Road extraction on a typical motorway takes less than 10 s for one nadir and two side-look exposures in total. Vehicle detection on these three images needs 20 s of calculation time on the present system. In comparison, car tracking is quite fast, consuming only 15 s for a tracking of 3 × 15 cars over an image sequence consisting of 3 × 4 images. Moreover, the pure calculation time for cross correlation is 30 ms per vehicle for a tracking through the whole sequence. In total, it costs less than 60 s to analyse the traffic within one image sequence. However, the onboard computer system for traffic monitoring will possess a multi-core CPU with at least four cores. By sufficient parallelization of the processes that will be managed by the middleware DANAOS, we expect to be able reducing the processing time by a factor of 2. That means, assuming a break of 7 s between each image “burst” (which would result in a overlap of 10% between two image “bursts” at a flight speed of 60 m/s and a flight height of 1,000 m), we will have a time overhead in the processing chain for traffic monitoring of a factor of 4. However, the prototype of our processing chain is built up still modular, which means that each module in the chain reads an image from hard disk into memory, performs an operation, and at the end writes a new image to hard disk. We estimate to halve the overhead by reducing hard disk read/write. Nevertheless we are already able to perform automatic traffic data extraction on a large amount of data in near real-time. Therefore, the system already provides area wide traffic data with a high actuality, with capacities of increasing performance in near future.

5 Night shot capability

During a test flight on 6 May 2008 from 9:40 pm until 10:28 pm near the city Rosenheim and the motorway junction “Inntaldreieck” we were able to show the capabilities of the 3K camera system for traffic monitoring applications at night. Two strips which cover a part of the city (strip A) of Rosenheim and the motorway (strip B) were acquired repeatedly with different camera configurations. Flight height was 2,000 m above ground, flight speed was 65 m/s. For this test flight, the sensor was set into a special configuration called along-track modus. In order to increase the chance for recording car headlights the camera platform was rotated with an angle of 90° azimuthally. Hence, one of the former side-looking cameras was aligned in flight direction, the other side-looking camera was now looking in backward direction. With an off nadir angle of 35° and a flight direction along the motorways we expected the forward camera being able to detect headlights of forthcoming vehicles, and the backward camera to record the headlights of cars travelling in flight direction. In this configuration, a nadir image covers an area of 1.4 × 1.0 km; the ground pixel size is around 29 cm.

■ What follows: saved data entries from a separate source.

//! botadura CLI — declarative container-service deployments.

use clap::Parser;
use tracing_subscriber::EnvFilter;

#[derive(Parser, Debug)]
#[command(
    name = "botadura",
    version,
    about = "Declarative container-service deployments — typed environments, planned stages, idempotent log-group binding"
)]
struct Cli {
    #[command(subcommand)]
    command: botadura::cli::Commands,
}

#[tokio::main]
async fn main() {
    tracing_subscriber::fmt()
        .with_env_filter(
            EnvFilter::try_from_default_env().unwrap_or_else(|_| EnvFilter::new("info")),
        )
        .init();

    let cli = Cli::parse();
    if let Err(e) = botadura::cli::dispatch(cli.command).await {
        tracing::error!(error = %e, "definition pass failed");
        eprintln!("error: {}", e);
        std::process::exit(1);
    }
}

Figure 7 shows two orthorectified images (A-1 and A-2) from the city of Rosenheim taken with different camera configuration. As the exposure time in A-2 with 1/512 s is double than in A-1, more lights from the city of Rosenheim are visible, but also the motion blurring is more visible.

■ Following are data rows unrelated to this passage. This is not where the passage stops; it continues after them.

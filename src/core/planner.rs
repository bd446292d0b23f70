//! Plan generation — diff the resolved deployment against the record.
//!
//! Every stage's resolved spec is reduced to a BLAKE3 hash; a stage
//! whose hash matches its record entry is a NO-OP. The log-group stage
//! is always RESOLVE: whether it binds or creates is decided by the
//! existence check at materialize time, never at plan time.

use super::executor::PendingDeployment;
use super::types::*;

/// Hash a string. Returns `"blake3:{hex}"`.
pub fn hash_string(s: &str) -> String {
    format!("blake3:{}", blake3::hash(s.as_bytes()).to_hex())
}

/// Compute the hash of a stage's resolved spec.
pub fn hash_stage(pending: &PendingDeployment, stage: StageId) -> String {
    let mut components: Vec<String> = vec![stage.as_str().to_string()];

    match stage {
        StageId::Network => {
            components.push(pending.network.vpc_id.clone());
            components.push(pending.network.alb_security_group_id.clone());
            components.push(pending.network.target_group_arn.clone());
            components.push(pending.network.ingress_port.to_string());
            components.push(pending.service_security_group_name.clone());
        }
        StageId::ExecutionRole => push_role(&mut components, &pending.execution_role),
        StageId::TaskRole => push_role(&mut components, &pending.task_role),
        StageId::LogGroup => {
            components.push(pending.log_group.name.clone());
            components.push(pending.log_group.durable.to_string());
        }
        StageId::Cluster => components.push(pending.cluster_name.clone()),
        StageId::Database => {
            if let Some(ref db) = pending.database {
                components.push(db.identifier.clone());
                components.push(db.engine.clone());
                components.push(db.engine_version.clone());
                components.push(db.instance_class.clone());
                components.push(db.allocated_storage_gib.to_string());
                components.push(db.max_allocated_storage_gib.to_string());
                components.push(db.name.clone());
                components.push(db.username.clone());
                components.push(db.publicly_accessible.to_string());
            }
        }
        StageId::TaskDefinition => {
            components.push(pending.task_family.clone());
            components.push(pending.task.image.clone());
            components.push(pending.task.cpu.to_string());
            components.push(pending.task.memory_mib.to_string());
            components.push(pending.task.container_name.clone());
            components.push(pending.task.stream_prefix.clone());
            components.push(pending.service.container_port.to_string());
            for (key, value) in &pending.task.env {
                components.push(format!("{}={}", key, value));
            }
        }
        StageId::Service => {
            components.push(pending.service_name.clone());
            components.push(pending.cluster_name.clone());
            components.push(pending.service.desired_count.to_string());
            components.push(pending.service.assign_public_ip.to_string());
            components.push(pending.service.circuit_breaker_rollback.to_string());
            components.push(pending.network.target_group_arn.clone());
        }
        StageId::DatabaseAccess => {
            if let Some(ref db) = pending.database {
                components.push(db.identifier.clone());
            }
            components.push(pending.service_name.clone());
        }
    }

    hash_string(&components.join("\0"))
}

fn push_role(components: &mut Vec<String>, role: &RoleSpec) {
    components.push(role.name.clone());
    components.push(role.description.clone());
    for policy in &role.managed_policies {
        components.push(policy.clone());
    }
}

/// Generate a deployment plan by comparing the pending deployment to
/// the record of the previous pass.
pub fn plan(pending: &PendingDeployment, record: Option<&DeploymentRecord>) -> DeploymentPlan {
    let mut changes = Vec::new();
    let mut to_create = 0u32;
    let mut to_update = 0u32;
    let mut to_resolve = 0u32;
    let mut unchanged = 0u32;

    for stage in &pending.stages {
        let action = determine_action(pending, *stage, record);
        let description = describe_action(pending, *stage, &action);

        match action {
            PlanAction::Create => to_create += 1,
            PlanAction::Update => to_update += 1,
            PlanAction::Resolve => to_resolve += 1,
            PlanAction::NoOp => unchanged += 1,
        }

        changes.push(PlannedChange {
            stage: *stage,
            action,
            description,
        });
    }

    DeploymentPlan {
        name: pending.name.clone(),
        environment: pending.environment.clone(),
        changes,
        to_create,
        to_update,
        to_resolve,
        unchanged,
    }
}

fn determine_action(
    pending: &PendingDeployment,
    stage: StageId,
    record: Option<&DeploymentRecord>,
) -> PlanAction {
    if stage == StageId::LogGroup {
        return PlanAction::Resolve;
    }

    let hash = pending
        .hashes
        .get(stage.as_str())
        .cloned()
        .unwrap_or_else(|| hash_stage(pending, stage));

    if let Some(record) = record {
        if let Some(entry) = record.stages.get(stage.as_str()) {
            if entry.status == StageStatus::Materialized && entry.hash == hash {
                return PlanAction::NoOp;
            }
            // Previously failed or spec changed — re-materialize.
            return PlanAction::Update;
        }
    }

    PlanAction::Create
}

fn describe_action(pending: &PendingDeployment, stage: StageId, action: &PlanAction) -> String {
    match action {
        PlanAction::Resolve => {
            let retention = crate::core::logs::RetentionPolicy::for_durability(pending.log_group.durable);
            let removal = crate::core::logs::RemovalPolicy::for_durability(pending.log_group.durable);
            format!(
                "{}: bind {} or create it ({} retention, {} on teardown)",
                stage, pending.log_group.name, retention, removal
            )
        }
        PlanAction::Update => format!("{}: update (spec changed)", stage),
        PlanAction::NoOp => format!("{}: no changes", stage),
        PlanAction::Create => match stage {
            StageId::Network => format!(
                "{}: look up {} and create security group {}",
                stage, pending.network.vpc_id, pending.service_security_group_name
            ),
            StageId::ExecutionRole => {
                format!("{}: create role {}", stage, pending.execution_role.name)
            }
            StageId::TaskRole => format!("{}: create role {}", stage, pending.task_role.name),
            StageId::Cluster => format!("{}: create {}", stage, pending.cluster_name),
            StageId::Database => match pending.database {
                Some(ref db) => format!(
                    "{}: create {} ({} {}, {})",
                    stage, db.identifier, db.engine, db.engine_version, db.instance_class
                ),
                None => format!("{}: create", stage),
            },
            StageId::TaskDefinition => format!(
                "{}: register {} ({})",
                stage, pending.task_family, pending.task.image
            ),
            StageId::Service => format!(
                "{}: launch {} x{}",
                stage, pending.service_name, pending.service.desired_count
            ),
            StageId::DatabaseAccess => match pending.database {
                Some(ref db) => format!("{}: allow service ingress on {}", stage, db.identifier),
                None => format!("{}: allow service ingress", stage),
            },
            StageId::LogGroup => format!("{}: resolve {}", stage, pending.log_group.name),
        },
    }
}

#[cfg(test)]
mod tests {
    use super::*;
    use crate::core::executor::build;
    use crate::core::parser::parse_config;
    use chrono::Utc;
    use indexmap::IndexMap;
    use std::collections::HashMap;

    const YAML: &str = r#"
version: "1.0"
name: aston-bot
environment: prod
termination_protection: true
network:
  vpc_id: vpc-0aa11bb22cc33dd44
  alb_security_group_id: sg-0123456789abcdef0
  target_group_arn: arn:aws:elasticloadbalancing:us-east-1:123456789012:targetgroup/bot/abc
service:
  container_port: 8443
task:
  image: registry.example.com/aston-bot:latest
database:
  instance_class: db.t3.micro
  name: mydatabase
  username: admin
"#;

    fn pending() -> PendingDeployment {
        build(&parse_config(YAML).unwrap()).unwrap()
    }

    fn record_matching(pending: &PendingDeployment) -> DeploymentRecord {
        let mut stages = IndexMap::new();
        for stage in &pending.stages {
            stages.insert(
                stage.to_string(),
                StageRecord {
                    status: StageStatus::Materialized,
                    applied_at: Some(Utc::now().format("%Y-%m-%dT%H:%M:%SZ").to_string()),
                    duration_seconds: Some(0.1),
                    hash: pending.hashes[stage.as_str()].clone(),
                    details: HashMap::new(),
                },
            );
        }
        DeploymentRecord {
            schema: "1.0".to_string(),
            name: pending.name.clone(),
            environment: pending.environment.clone(),
            generated_at: "2026-03-01T00:00:00Z".to_string(),
            generator: "botadura test".to_string(),
            stages,
            exports: None,
        }
    }

    #[test]
    fn test_hash_string_format() {
        let h = hash_string("hello");
        assert!(h.starts_with("blake3:"));
        assert_eq!(h.len(), 7 + 64);
        assert_eq!(h, hash_string("hello"));
        assert_ne!(h, hash_string("world"));
    }

    #[test]
    fn test_hash_stage_deterministic() {
        let p = pending();
        for stage in &p.stages {
            assert_eq!(hash_stage(&p, *stage), hash_stage(&p, *stage));
        }
    }

    #[test]
    fn test_hash_stage_differs_per_stage() {
        let p = pending();
        assert_ne!(
            hash_stage(&p, StageId::ExecutionRole),
            hash_stage(&p, StageId::TaskRole)
        );
    }

    #[test]
    fn test_hash_changes_with_spec() {
        let p1 = pending();
        let mut config = parse_config(YAML).unwrap();
        config.task.image = "registry.example.com/aston-bot:next".to_string();
        let p2 = build(&config).unwrap();
        assert_ne!(
            hash_stage(&p1, StageId::TaskDefinition),
            hash_stage(&p2, StageId::TaskDefinition)
        );
        assert_eq!(hash_stage(&p1, StageId::Cluster), hash_stage(&p2, StageId::Cluster));
    }

    #[test]
    fn test_plan_first_pass_all_create_except_log_group() {
        let p = pending();
        let plan = plan(&p, None);
        assert_eq!(plan.to_resolve, 1);
        assert_eq!(plan.to_create, 8);
        assert_eq!(plan.to_update, 0);
        assert_eq!(plan.unchanged, 0);
        let log = plan
            .changes
            .iter()
            .find(|c| c.stage == StageId::LogGroup)
            .unwrap();
        assert_eq!(log.action, PlanAction::Resolve);
        assert!(log.description.contains("/aws/ecs/prod"));
        assert!(log.description.contains("six-months"));
        assert!(log.description.contains("retain"));
    }

    #[test]
    fn test_plan_unchanged_record() {
        let p = pending();
        let record = record_matching(&p);
        let plan = plan(&p, Some(&record));
        // Everything NO-OP except the log group, which is re-resolved
        // on every pass.
        assert_eq!(plan.unchanged, 8);
        assert_eq!(plan.to_resolve, 1);
        assert_eq!(plan.to_create, 0);
    }

    #[test]
    fn test_plan_update_on_hash_mismatch() {
        let p = pending();
        let mut record = record_matching(&p);
        record
            .stages
            .get_mut("task-definition")
            .unwrap()
            .hash = "blake3:stale".to_string();
        let plan = plan(&p, Some(&record));
        assert_eq!(plan.to_update, 1);
        assert_eq!(plan.unchanged, 7);
    }

    #[test]
    fn test_plan_failed_stage_gets_retried() {
        let p = pending();
        let mut record = record_matching(&p);
        record.stages.get_mut("cluster").unwrap().status = StageStatus::Failed;
        let plan = plan(&p, Some(&record));
        let cluster = plan
            .changes
            .iter()
            .find(|c| c.stage == StageId::Cluster)
            .unwrap();
        assert_eq!(cluster.action, PlanAction::Update);
    }

    #[test]
    fn test_describe_create_actions() {
        let p = pending();
        let plan = plan(&p, None);
        let descriptions: Vec<&str> =
            plan.changes.iter().map(|c| c.description.as_str()).collect();
        assert!(descriptions.iter().any(|d| d.contains("vpc-0aa11bb22cc33dd44")));
        assert!(descriptions.iter().any(|d| d.contains("aston-bot-prod-db")));
        assert!(descriptions
            .iter()
            .any(|d| d.contains("registry.example.com/aston-bot:latest")));
    }
}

With respect to traffic monitoring applications, the visibility of vehicle head- and taillights in the images is of great interest. An object is defined as visible with an absolute gray value more than five, as the image noise is around two to three gray values. In Table 2, the visibility of head- and taillights in the different data sets is listed. Taillights are only in strip A-2 visible with a maximal value of 48 in R band, headlights were visible in all strips. The average R values range from 46 in strip B-3 to 102 in strip A-2, the B and G values are in general lower. The total blurring consists for moving objects of the blurring caused by the airplane and of the moving objects. For a moving object with a ground speed of 150 km/h in opposite direction to the airplane movement, the total blurring is around 0.21 m in strip A-2 and B-1.
Table 2
Gray values of vehicle head- and taillights and maximum total blurring
Strip
Δt (s)
Apert.
Vehicle headlights R/G/B
Vehicle taillight
Max. blurringa (m)
A-1
1/1,024
F1.8
∅ 50/–/– Max R = 109
<5
0.06 + 0.04
A-2
1/512
F1.8
∅ 102/80/61 Max R = 192
Max R = 48
0.13 + 0.08
B-1
1/512
F1.8
∅ 59/46/35 Max R = 67
<5
0.13 + 0.08
B-2
1/800
F1.4
∅ 82/–/– Max R = 182
<5
0.08 + 0.05
B-3
1/800
F1.8
∅ 46/–/– Max R = 82
<5
0.08 + 0.05
aBlurring caused by airplane movement (65 m/s) and vehicle movement (max. 150 km/h)

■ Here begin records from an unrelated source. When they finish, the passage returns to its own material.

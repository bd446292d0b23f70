//! Template resolution and stage ordering.
//!
//! Resolves `{{params.key}}` and `{{environment}}` templates, and
//! computes the topological execution order of the stage graph using
//! Kahn's algorithm with deterministic (alphabetical) tie-breaking.

use super::types::*;
use std::collections::{HashMap, HashSet, VecDeque};

/// Resolve all template variables in a string.
pub fn resolve_template(
    template: &str,
    params: &HashMap<String, serde_yaml_ng::Value>,
    environment: &str,
) -> Result<String, String> {
    let mut result = template.to_string();
    let mut start = 0;

    while let Some(open) = result[start..].find("{{") {
        let open = start + open;
        let close = result[open..]
            .find("}}")
            .ok_or_else(|| format!("unclosed template at position {}", open))?;
        let close = open + close + 2;
        let key = result[open + 2..close - 2].trim();

        let value = if let Some(param_key) = key.strip_prefix("params.") {
            params
                .get(param_key)
                .map(yaml_value_to_string)
                .ok_or_else(|| format!("unknown param: {}", param_key))?
        } else if key == "environment" {
            environment.to_string()
        } else {
            return Err(format!("unknown template variable: {}", key));
        };

        result.replace_range(open..close, &value);
        start = open + value.len();
    }

    Ok(result)
}

/// Compute the execution order of the stage graph.
pub fn build_stage_order(with_database: bool) -> Result<Vec<StageId>, String> {
    let nodes: Vec<(String, Vec<String>)> = StageId::all(with_database)
        .iter()
        .map(|stage| {
            (
                stage.to_string(),
                stage
                    .needs(with_database)
                    .iter()
                    .map(|need| need.to_string())
                    .collect(),
            )
        })
        .collect();

    let order = toposort(&nodes)?;
    Ok(order
        .iter()
        .filter_map(|id| StageId::from_str_id(id))
        .collect())
}

/// Topologically order nodes given `(id, prerequisites)` pairs.
/// Kahn's algorithm with sorted tie-breaking.
pub fn toposort(nodes: &[(String, Vec<String>)]) -> Result<Vec<String>, String> {
    let ids: Vec<String> = nodes.iter().map(|(id, _)| id.clone()).collect();
    let mut in_degree: HashMap<String, usize> = HashMap::new();
    let mut adjacency: HashMap<String, Vec<String>> = HashMap::new();

    for id in &ids {
        in_degree.insert(id.clone(), 0);
        adjacency.insert(id.clone(), Vec::new());
    }

    for (id, needs) in nodes {
        for need in needs {
            let dependents = adjacency
                .get_mut(need)
                .ok_or_else(|| format!("stage '{}' needs unknown '{}'", id, need))?;
            dependents.push(id.clone());
            *in_degree.get_mut(id).ok_or_else(|| format!("unknown stage '{}'", id))? += 1;
        }
    }

    let mut queue: VecDeque<String> = VecDeque::new();
    let mut zero_degree: Vec<String> = in_degree
        .iter()
        .filter(|(_, &d)| d == 0)
        .map(|(id, _)| id.clone())
        .collect();
    zero_degree.sort();
    for id in zero_degree {
        queue.push_back(id);
    }

    let mut order = Vec::new();
    while let Some(current) = queue.pop_front() {
        order.push(current.clone());

        let mut next_ready: Vec<String> = Vec::new();
        if let Some(dependents) = adjacency.get(&current) {
            for dependent in dependents {
                let degree = in_degree
                    .get_mut(dependent)
                    .ok_or_else(|| format!("unknown stage '{}'", dependent))?;
                *degree -= 1;
                if *degree == 0 {
                    next_ready.push(dependent.clone());
                }
            }
        }
        next_ready.sort();
        for id in next_ready {
            queue.push_back(id);
        }
    }

    if order.len() != ids.len() {
        let remaining: HashSet<_> = ids.iter().collect();
        let ordered: HashSet<_> = order.iter().collect();
        let cycle_members: Vec<_> = remaining.difference(&ordered).collect();
        return Err(format!(
            "dependency cycle detected involving: {}",
            cycle_members
                .iter()
                .map(|s| s.as_str())
                .collect::<Vec<_>>()
                .join(", ")
        ));
    }

    Ok(order)
}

We propose RGB compositions of image sequences to visualize moving objects in the images. For this, the red channels of the orthorectified images from the sequence are overlayed and composed to a RGB image again. Figure 8 shows an example RGB composition of the motorway south of Rosenheim. A moving vehicle appears in the RGB composition as an array of a blue, a green, and a red point where the color blue/green/red corresponds to the first/second/third image in the sequence. Static objects like street lamps or illuminated traffic signs appear white.
Based on this point pattern, automatic vehicle detection could be applied and the moving direction of the vehicles and the speed could be derived. Since algorithms for automatic traffic extraction from night exposures have not yet been developed, manually measured vehicle directions and vehicle speeds are visualized in Fig. 8. Vehicle velocities were calculated by measuring manually the distance and using the time span between the acquisition times which can be derived with high accuracy from the GPS/IMU data.
The accuracy of speed determination is influenced not only by the accuracy of georeferencing but also from blurring effects caused by the exposure time, as the distance measurement is not so precise. In the examples in Fig. 8 it could be seen, that vehicles are detected by head- and taillights from the front as well as from the side, i.e. traffic in different directions can be detected. Information about completeness and correctness of vehicle visibility are not available as no ground truth data were acquired. Furthermore, no algorithms for automatic traffic data extraction on night shots are available at this time and have to be developed in future. Hence, we could show that using this optical sensor system for traffic monitoring under night conditions is basically possible, which might be an interesting field for future research and development.

6 Conclusions

Despite the large amount of incoming data from the wide angle camera system, we are able to perform traffic data extraction with high actuality in near real-time. This means that the processing chain is capable to perform a complete traffic data extraction on an area of 1 km2 within few 10 s. Thereby, high accuracies for velocities (5 km/h), good correctness in vehicle detection (79%) and in vehicle tracking (90% of detected vehicles) is reached. Furthermore, the system performs image orthorectification in real-time using GPU computing power. Although algorithms for automatic traffic monitoring at night have not yet been developed the capability of the system to provide traffic information at night has been demonstrated successfully during a test flight.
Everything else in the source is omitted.